There was minimal focal high signal in the soft tissue and periosteum peripheral to the drill hole on the STIR images in all patients. This was reflected by focal low signal on T1 images of the soft tissues. In one patient, extensive focal high signal on the STIR images was identified in the muscle and periosteum secondary to deep muscle ablation. The near cortex and osteoid osteoma were drilled, but the cortex adjacent to the medullary cavity was not completely drilled, resulting in protrusion of the exposed tip in the muscle in this patient.

MRI showed heterogeneous high signal on the STIR images and low signal on the T1 images in the 2-mm marrow probe placement tract in all patients deep in relation to the cortical drill hole. The bone marrow adjacent to the probe placement tract in five of the seven patients showed heterogeneous low signal on T1 images and heterogeneous local high signal on STIR images (Figs. 3A, 3B, 3C, 3D, and 3E). The two patients with extensive cortical thickening had no detectable change in marrow signal adjacent to the probe placement tract.

A 1-mm band of homogeneous low signal on the T1 sequence and homogeneous high signal on the STIR sequence of 27 mm in diameter distributed symmetrically parallel to the entire probe placement tract was seen only in the femoral neck lesion treated with the 2-cm probe at 1 day.

7 Days
Seven patients underwent imaging 7 days after the procedure. The cortical drill hole could be identified in all patients on STIR images as a tract of high signal and some T1 images as a tract of intermediate signal. Periosteal high signal adjacent to the treated cortex remained visible on STIR images. No change was identified on T1-weighted imaging of the periosteum, cortex, or osteoid osteoma. In the complicated case with soft-tissue ablation, the ablation zone was more defined on STIR and T1 imaging by 7 days.

MRI again showed heterogeneous high signal on the STIR images and low signal on the T1 images in the 2-mm marrow probe placement tract in all patients. The marrow signal adjacent to the probe placement tract was heterogeneously isointense on T1 images and STIR images in five of the seven cases in comparison with untreated marrow. Five of the seven marrow lesions showed a low-signal band in the marrow on T1 images and a high-signal band on STIR images parallel and distal to the probe placement tract (Figs. 3A, 3B, 3C, 3D, and 3E).
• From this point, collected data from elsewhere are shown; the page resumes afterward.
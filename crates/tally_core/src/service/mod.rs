//! Stateful widget services.
//!
//! # Responsibility
//! - Expose the timer and todo list operations UI callers invoke.
//! - Keep presentation layers decoupled from scheduling details.
//!
//! # Invariants
//! - Services assume one logical owner calling them sequentially.
//! - The timer and the todo list share no state.

pub mod timer;
pub mod todo_list;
The two patients with extensive cortical thickening had only a local heterogeneous increase in marrow signal adjacent to the probe placement tract on the STIR images. No low-signal band in the marrow on T1 or high-signal band on STIR images parallel to the probe placement tract could be seen.

28 Days
Ten patients underwent imaging 28 days after the procedure. The cortical drill hole could be identified in all patients on STIR images as a tract of high signal and on some T1 images as a tract of intermediate signal. Periosteal high signal adjacent to the treated cortex remained visible on STIR images. No change was identified on T1-weighted imaging of the periosteum, cortex, or osteoid osteoma.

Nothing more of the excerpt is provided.